Importantly, study of the natural history of patients and families with DBA reveals that unknown factors can
modify the severity of the disease. Some individuals in a family carrying a DBA mutation may have classic,
transfusion-dependent anemia while others, who share the same gene mutation, may be minimally affected,
without anemia and subtle if any hematologic manifestations. In another circumstance, DBA patients who
previously required significant medical treatment for DBA, such as dependence on red cell transfusions, may
stop requiring medical treatment and maintain adequate red cell levels on their own for an indefinite period of
time. This condition is termed ‘hematologic remission’ and unpredictably occurs in one out of every five to ten
DBA patients who require treatment. It is also reversible, meaning that a patient who is in hematologic remission
at one point may lose that remission and become dependent on medical therapy later, again in an unpredictable
fashion. Along with other features, the reversible nature of hematologic remission in DBA suggests that it may
be mediated by epigenetic factors in developing red cells or their progenitors.

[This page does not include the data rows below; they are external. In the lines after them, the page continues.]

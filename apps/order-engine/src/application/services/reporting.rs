//! Trading Statistics
//!
//! Per-owner trade aggregates and average-cost P&L. Realized P&L comes from
//! trades that reduce a position; unrealized P&L marks the open quantity to
//! the snapshot `last` price.

use std::collections::BTreeMap;

use rust_decimal::Decimal;

use crate::application::dto::{PositionView, TradingStatistics};
use crate::domain::order_execution::Trade;
use crate::domain::order_execution::value_objects::OrderSide;
use crate::domain::shared::{DomainError, OwnerId, Symbol};

/// Running average-cost position.
#[derive(Debug, Clone, Copy, Default, PartialEq, Eq)]
pub struct PositionLedger {
    quantity: Decimal,
    average_cost: Decimal,
    realized: Decimal,
}

impl PositionLedger {
    /// Apply one trade. The ledger is unchanged on error.
    ///
    /// # Errors
    ///
    /// Returns error if the new average cost or realized P&L cannot be
    /// represented.
    pub fn apply(
        &mut self,
        side: OrderSide,
        quantity: Decimal,
        price: Decimal,
    ) -> Result<(), DomainError> {
        let sign = Decimal::from(side.sign());
        let signed = quantity * sign;
        let same_direction =
            self.quantity.is_zero() || self.quantity.is_sign_positive() == signed.is_sign_positive();

        if same_direction {
            let open = self.quantity.abs();
            let average_cost = open
                .checked_mul(self.average_cost)
                .zip(quantity.checked_mul(price))
                .and_then(|(held, added)| held.checked_add(added))
                .zip(open.checked_add(quantity))
                .and_then(|(cost, total)| cost.checked_div(total))
                .ok_or_else(|| DomainError::overflow("position average cost"))?;
            let new_quantity = self
                .quantity
                .checked_add(signed)
                .ok_or_else(|| DomainError::overflow("position quantity"))?;
            self.average_cost = average_cost;
            self.quantity = new_quantity;
            return Ok(());
        }

        let closing = quantity.min(self.quantity.abs());
        let direction = if self.quantity.is_sign_positive() {
            Decimal::ONE
        } else {
            Decimal::NEGATIVE_ONE
        };
        self.realized = price
            .checked_sub(self.average_cost)
            .and_then(|move_per_unit| move_per_unit.checked_mul(closing))
            .and_then(|pnl| self.realized.checked_add(pnl * direction))
            .ok_or_else(|| DomainError::overflow("realized P&L"))?;
        self.quantity += closing * sign;

        let reopened = quantity - closing;
        if reopened > Decimal::ZERO {
            self.quantity = reopened * sign;
            self.average_cost = price;
        } else if self.quantity.is_zero() {
            self.average_cost = Decimal::ZERO;
        }
        Ok(())
    }

    /// Signed open quantity.
    #[must_use]
    pub const fn quantity(&self) -> Decimal {
        self.quantity
    }

    /// Average cost of the open quantity.
    #[must_use]
    pub const fn average_cost(&self) -> Decimal {
        self.average_cost
    }

    /// Realized P&L so far.
    #[must_use]
    pub const fn realized(&self) -> Decimal {
        self.realized
    }

    /// Open quantity marked at `mark`.
    ///
    /// # Errors
    ///
    /// Returns error if the marked value cannot be represented.
    pub fn unrealized(&self, mark: Decimal) -> Result<Decimal, DomainError> {
        mark.checked_sub(self.average_cost)
            .and_then(|move_per_unit| self.quantity.checked_mul(move_per_unit))
            .ok_or_else(|| DomainError::overflow("unrealized P&L"))
    }
}

/// Build statistics for `owner` from its trades.
///
/// `mark` returns the mark price for a symbol, or `None` when no snapshot is
/// available (the position then contributes no unrealized P&L).
///
/// # Errors
///
/// Returns error if a total leaves the representable decimal range.
pub fn compute_statistics(
    owner: &OwnerId,
    trades: &[Trade],
    mark: impl Fn(&Symbol) -> Option<Decimal>,
) -> Result<TradingStatistics, DomainError> {
    let mut ledgers: BTreeMap<Symbol, PositionLedger> = BTreeMap::new();
    let mut buy_trades = 0;

    let mut ordered: Vec<&Trade> = trades.iter().collect();
    ordered.sort_by_key(|trade| trade.timestamp);
    for trade in &ordered {
        if trade.side == OrderSide::Buy {
            buy_trades += 1;
        }
        ledgers
            .entry(trade.symbol.clone())
            .or_default()
            .apply(trade.side, trade.quantity, trade.price)?;
    }
    let total_volume = checked_sum(ordered.iter().map(|trade| trade.notional), "total volume")?;
    let total_fees = checked_sum(ordered.iter().map(|trade| trade.fee), "total fees")?;

    let positions = ledgers
        .into_iter()
        .map(|(symbol, ledger)| -> Result<PositionView, DomainError> {
            let mark_price = mark(&symbol);
            let unrealized = match mark_price {
                Some(price) if !ledger.quantity().is_zero() => ledger.unrealized(price)?,
                _ => Decimal::ZERO,
            };
            Ok(PositionView {
                symbol,
                quantity: ledger.quantity(),
                average_cost: ledger.average_cost(),
                mark_price,
                realized_pnl: ledger.realized(),
                unrealized_pnl: unrealized,
            })
        })
        .collect::<Result<Vec<_>, _>>()?;

    let realized_pnl = checked_sum(positions.iter().map(|p| p.realized_pnl), "realized P&L")?;
    let unrealized_pnl = checked_sum(positions.iter().map(|p| p.unrealized_pnl), "unrealized P&L")?;
    let net_pnl = realized_pnl
        .checked_add(unrealized_pnl)
        .and_then(|gross| gross.checked_sub(total_fees))
        .ok_or_else(|| DomainError::overflow("net P&L"))?;
    let total_trades = trades.len();
    let average_trade_size = if total_trades == 0 {
        Decimal::ZERO
    } else {
        total_volume / Decimal::from(total_trades)
    };

    Ok(TradingStatistics {
        owner: owner.clone(),
        total_trades,
        total_volume,
        total_fees,
        buy_trades,
        sell_trades: total_trades - buy_trades,
        average_trade_size,
        realized_pnl,
        unrealized_pnl,
        net_pnl,
        positions,
    })
}

fn checked_sum(
    mut values: impl Iterator<Item = Decimal>,
    context: &str,
) -> Result<Decimal, DomainError> {
    values
        .try_fold(Decimal::ZERO, Decimal::checked_add)
        .ok_or_else(|| DomainError::overflow(context))
}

A confluence of novel methods including cell culture techniques that allow expansion of patient-derived
human blood progenitor cells into red cells, technical innovations that allow genome-wide measurement of
epigenomic factors from limited cell numbers, and systems-based computational methods for data analysis make
detailed analysis of the molecular mechanisms underlying hematologic remission in DBA feasible for pursuit. In
this innovative work, we focus on a single aim to develop new pathways for understanding the hematologic
phenotype in DBA: definition of the epigenetic mechanisms of remission. Using genome-scale studies of DNA
methylation, chromatin occupancy and characterization, and RNA transcription in red cell precursors from
patients in hematologic remission, we will identify the changes in regulatory pathways that bypass the red cell
defect in DBA. Findings from this study will thus identify new directions for developing medical therapies to
ameliorate anemia in DBA. More broadly, this work will be important in understanding how tissue specificity is
modulated in the human ribosomopathies.